_Your instructions_. Print the first line of the data below and every one after it, through the line containing "bucket of their", exactly as written.

[Opening Data supplied section]

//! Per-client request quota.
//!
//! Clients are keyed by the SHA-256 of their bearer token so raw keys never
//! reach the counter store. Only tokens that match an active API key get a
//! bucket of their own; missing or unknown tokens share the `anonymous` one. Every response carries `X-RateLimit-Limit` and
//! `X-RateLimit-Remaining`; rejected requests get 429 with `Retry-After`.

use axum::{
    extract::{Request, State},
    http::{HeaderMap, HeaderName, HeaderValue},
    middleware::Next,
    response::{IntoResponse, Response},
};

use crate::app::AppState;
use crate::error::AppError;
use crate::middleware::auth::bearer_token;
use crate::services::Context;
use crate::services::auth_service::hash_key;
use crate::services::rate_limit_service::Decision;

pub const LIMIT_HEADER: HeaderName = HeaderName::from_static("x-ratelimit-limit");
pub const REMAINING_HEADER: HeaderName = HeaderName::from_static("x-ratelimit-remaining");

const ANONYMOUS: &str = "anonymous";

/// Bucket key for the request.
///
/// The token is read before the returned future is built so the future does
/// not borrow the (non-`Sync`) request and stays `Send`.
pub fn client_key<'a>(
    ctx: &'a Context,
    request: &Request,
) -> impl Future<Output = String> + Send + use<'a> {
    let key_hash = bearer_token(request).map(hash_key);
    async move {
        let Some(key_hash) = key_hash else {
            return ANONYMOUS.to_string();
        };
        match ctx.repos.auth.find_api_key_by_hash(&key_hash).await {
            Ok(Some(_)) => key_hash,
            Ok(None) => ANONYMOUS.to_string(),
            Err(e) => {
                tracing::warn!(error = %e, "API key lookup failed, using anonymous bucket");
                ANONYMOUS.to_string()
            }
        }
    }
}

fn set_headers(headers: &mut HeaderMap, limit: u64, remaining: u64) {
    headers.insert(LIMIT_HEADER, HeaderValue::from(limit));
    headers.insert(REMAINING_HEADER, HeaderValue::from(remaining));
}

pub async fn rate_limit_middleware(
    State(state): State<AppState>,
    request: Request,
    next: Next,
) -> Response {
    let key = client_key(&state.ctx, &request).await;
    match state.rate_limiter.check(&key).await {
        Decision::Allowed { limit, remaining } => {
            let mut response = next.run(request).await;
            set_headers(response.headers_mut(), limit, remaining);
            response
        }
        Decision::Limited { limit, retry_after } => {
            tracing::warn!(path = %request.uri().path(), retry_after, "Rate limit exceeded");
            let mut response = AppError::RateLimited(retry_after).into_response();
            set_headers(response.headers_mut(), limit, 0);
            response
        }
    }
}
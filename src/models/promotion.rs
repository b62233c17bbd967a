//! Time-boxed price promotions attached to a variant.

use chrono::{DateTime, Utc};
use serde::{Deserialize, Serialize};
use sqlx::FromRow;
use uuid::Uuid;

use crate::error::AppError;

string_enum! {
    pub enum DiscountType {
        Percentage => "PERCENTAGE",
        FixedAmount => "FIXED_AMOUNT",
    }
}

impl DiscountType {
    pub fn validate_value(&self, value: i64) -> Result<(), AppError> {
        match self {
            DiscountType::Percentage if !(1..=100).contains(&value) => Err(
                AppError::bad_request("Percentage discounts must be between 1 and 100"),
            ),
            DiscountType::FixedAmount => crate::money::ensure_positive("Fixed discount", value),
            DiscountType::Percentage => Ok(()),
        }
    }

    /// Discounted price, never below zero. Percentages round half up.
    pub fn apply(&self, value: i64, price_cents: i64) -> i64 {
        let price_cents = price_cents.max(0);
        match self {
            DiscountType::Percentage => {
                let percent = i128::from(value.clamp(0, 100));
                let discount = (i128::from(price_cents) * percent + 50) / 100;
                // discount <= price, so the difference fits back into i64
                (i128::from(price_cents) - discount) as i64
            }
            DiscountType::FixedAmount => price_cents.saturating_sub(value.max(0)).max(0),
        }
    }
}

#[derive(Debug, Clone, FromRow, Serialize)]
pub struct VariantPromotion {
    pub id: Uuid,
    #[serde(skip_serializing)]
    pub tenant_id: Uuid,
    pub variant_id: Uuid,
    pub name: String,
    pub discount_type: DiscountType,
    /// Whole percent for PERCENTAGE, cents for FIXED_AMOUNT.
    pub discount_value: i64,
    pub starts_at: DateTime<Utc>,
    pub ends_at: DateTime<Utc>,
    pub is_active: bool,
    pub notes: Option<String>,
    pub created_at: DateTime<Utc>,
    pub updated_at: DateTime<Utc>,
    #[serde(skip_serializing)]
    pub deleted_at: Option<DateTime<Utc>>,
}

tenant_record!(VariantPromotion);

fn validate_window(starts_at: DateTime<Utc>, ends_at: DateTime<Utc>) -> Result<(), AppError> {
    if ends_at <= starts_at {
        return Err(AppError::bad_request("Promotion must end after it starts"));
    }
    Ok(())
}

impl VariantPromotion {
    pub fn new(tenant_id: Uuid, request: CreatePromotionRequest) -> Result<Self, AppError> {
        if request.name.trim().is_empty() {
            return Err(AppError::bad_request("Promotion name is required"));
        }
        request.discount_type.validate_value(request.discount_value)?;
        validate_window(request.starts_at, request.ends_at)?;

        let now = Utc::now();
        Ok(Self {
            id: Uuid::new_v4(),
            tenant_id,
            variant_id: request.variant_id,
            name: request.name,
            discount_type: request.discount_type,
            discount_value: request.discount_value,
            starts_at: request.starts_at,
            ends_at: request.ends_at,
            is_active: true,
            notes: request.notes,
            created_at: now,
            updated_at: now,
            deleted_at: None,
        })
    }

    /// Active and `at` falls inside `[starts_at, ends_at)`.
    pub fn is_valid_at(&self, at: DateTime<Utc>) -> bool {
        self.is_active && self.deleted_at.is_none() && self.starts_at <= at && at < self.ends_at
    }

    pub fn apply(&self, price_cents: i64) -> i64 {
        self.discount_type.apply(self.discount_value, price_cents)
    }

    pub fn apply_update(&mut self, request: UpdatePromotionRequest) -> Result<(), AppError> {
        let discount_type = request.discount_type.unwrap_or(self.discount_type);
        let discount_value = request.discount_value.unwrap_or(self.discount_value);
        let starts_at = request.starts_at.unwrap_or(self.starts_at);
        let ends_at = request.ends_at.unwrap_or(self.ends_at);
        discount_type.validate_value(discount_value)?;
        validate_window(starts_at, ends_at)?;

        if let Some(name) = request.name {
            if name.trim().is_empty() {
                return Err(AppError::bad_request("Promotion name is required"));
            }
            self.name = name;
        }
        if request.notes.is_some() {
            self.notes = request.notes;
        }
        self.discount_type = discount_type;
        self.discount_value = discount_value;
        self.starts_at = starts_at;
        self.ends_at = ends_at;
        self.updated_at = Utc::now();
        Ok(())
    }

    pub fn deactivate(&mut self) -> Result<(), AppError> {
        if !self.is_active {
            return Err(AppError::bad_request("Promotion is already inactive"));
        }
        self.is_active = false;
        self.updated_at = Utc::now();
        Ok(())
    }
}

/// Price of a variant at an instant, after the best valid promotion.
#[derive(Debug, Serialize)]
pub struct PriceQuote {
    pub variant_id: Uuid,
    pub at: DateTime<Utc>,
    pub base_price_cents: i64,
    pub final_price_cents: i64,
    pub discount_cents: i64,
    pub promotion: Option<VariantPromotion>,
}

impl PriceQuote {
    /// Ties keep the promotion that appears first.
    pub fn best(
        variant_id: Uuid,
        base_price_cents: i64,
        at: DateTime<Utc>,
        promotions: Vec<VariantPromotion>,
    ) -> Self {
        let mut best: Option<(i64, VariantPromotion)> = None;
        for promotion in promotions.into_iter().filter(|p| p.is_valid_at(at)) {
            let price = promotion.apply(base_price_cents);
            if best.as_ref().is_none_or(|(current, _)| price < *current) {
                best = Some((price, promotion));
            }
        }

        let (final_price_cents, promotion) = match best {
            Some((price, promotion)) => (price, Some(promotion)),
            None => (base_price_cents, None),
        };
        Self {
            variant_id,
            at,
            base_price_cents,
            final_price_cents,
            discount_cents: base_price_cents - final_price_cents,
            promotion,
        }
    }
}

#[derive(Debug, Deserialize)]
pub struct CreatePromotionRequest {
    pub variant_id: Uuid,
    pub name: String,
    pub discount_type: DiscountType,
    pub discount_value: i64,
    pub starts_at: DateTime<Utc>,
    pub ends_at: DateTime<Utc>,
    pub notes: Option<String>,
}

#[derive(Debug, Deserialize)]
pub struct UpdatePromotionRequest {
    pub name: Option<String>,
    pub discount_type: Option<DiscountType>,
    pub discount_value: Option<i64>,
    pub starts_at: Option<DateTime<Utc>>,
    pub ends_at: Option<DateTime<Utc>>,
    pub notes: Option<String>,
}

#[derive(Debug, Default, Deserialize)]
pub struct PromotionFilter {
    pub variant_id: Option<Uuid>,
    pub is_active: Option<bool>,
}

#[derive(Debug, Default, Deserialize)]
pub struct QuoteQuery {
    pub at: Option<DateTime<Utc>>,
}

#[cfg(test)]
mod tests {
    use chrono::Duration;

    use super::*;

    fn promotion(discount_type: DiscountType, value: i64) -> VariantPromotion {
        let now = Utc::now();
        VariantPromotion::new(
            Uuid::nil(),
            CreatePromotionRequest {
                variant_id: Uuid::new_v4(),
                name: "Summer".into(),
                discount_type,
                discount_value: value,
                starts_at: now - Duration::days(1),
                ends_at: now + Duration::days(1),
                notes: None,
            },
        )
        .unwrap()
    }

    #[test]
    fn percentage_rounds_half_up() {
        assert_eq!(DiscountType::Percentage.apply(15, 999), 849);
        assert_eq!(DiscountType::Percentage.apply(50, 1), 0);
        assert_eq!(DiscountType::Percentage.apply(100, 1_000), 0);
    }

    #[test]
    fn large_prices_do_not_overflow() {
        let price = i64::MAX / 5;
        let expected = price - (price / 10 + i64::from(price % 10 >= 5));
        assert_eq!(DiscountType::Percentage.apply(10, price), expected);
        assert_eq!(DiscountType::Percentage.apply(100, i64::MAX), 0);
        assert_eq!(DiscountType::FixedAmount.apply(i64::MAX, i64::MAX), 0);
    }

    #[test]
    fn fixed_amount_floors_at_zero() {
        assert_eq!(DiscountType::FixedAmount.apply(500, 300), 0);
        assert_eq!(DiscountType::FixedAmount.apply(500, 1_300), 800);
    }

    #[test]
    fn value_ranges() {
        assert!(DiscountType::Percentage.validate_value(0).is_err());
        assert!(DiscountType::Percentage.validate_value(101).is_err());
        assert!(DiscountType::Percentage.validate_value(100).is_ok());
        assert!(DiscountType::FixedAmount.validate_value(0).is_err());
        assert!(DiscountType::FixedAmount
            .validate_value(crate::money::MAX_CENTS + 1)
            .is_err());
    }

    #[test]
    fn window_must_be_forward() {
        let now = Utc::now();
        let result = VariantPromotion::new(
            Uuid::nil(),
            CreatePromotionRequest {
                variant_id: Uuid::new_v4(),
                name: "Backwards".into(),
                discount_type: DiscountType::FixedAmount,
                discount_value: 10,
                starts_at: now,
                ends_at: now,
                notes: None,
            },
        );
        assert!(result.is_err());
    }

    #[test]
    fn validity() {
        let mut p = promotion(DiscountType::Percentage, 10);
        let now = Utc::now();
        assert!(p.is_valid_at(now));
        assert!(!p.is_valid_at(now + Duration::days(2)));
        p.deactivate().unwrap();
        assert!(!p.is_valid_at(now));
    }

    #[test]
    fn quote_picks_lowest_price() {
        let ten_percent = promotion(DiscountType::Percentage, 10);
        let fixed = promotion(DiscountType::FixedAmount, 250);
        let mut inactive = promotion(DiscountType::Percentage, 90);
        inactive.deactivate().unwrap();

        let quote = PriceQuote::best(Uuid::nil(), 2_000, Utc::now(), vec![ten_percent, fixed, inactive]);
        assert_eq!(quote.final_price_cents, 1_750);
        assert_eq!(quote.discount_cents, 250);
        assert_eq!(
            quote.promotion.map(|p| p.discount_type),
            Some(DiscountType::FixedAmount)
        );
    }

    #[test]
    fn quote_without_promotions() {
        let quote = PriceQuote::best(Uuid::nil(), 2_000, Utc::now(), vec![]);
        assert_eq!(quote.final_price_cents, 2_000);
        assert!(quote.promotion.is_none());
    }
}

[Closing Data supplied section]

_Response to the exercise_.
//! Per-client request quota.
//!
//! Clients are keyed by the SHA-256 of their bearer token so raw keys never
//! reach the counter store. Only tokens that match an active API key get a
//! bucket of their own; missing or unknown tokens share the `anonymous` one. Every response carries `X-RateLimit-Limit` and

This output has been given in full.